YOUR OBJECTIVE: Write all of the lines below out again, exactly as they stand.

DATASET CONTENT:

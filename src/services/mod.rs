/*!
 * Service layer: one service per aggregate, each owning a handle to the
 * connection pool. Services speak DTOs outward and entities inward; the
 * HTTP layer never touches entity types directly.
 */

pub mod categories;
pub mod contacts;
pub mod suppliers;

pub use categories::SupplierCategoryService;
pub use contacts::SupplierContactService;
pub use suppliers::SupplierService;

EXERCISE ANSWER:
filename src/services/mod.rs
/*!
 * Service layer: one service per aggregate, each owning a handle to the
 * connection pool. Services speak DTOs outward and entities inward; the
 * HTTP layer never touches entity types directly.
 */

pub mod categories;
pub mod contacts;
pub mod suppliers;

pub use categories::SupplierCategoryService;
pub use contacts::SupplierContactService;
pub use suppliers::SupplierService;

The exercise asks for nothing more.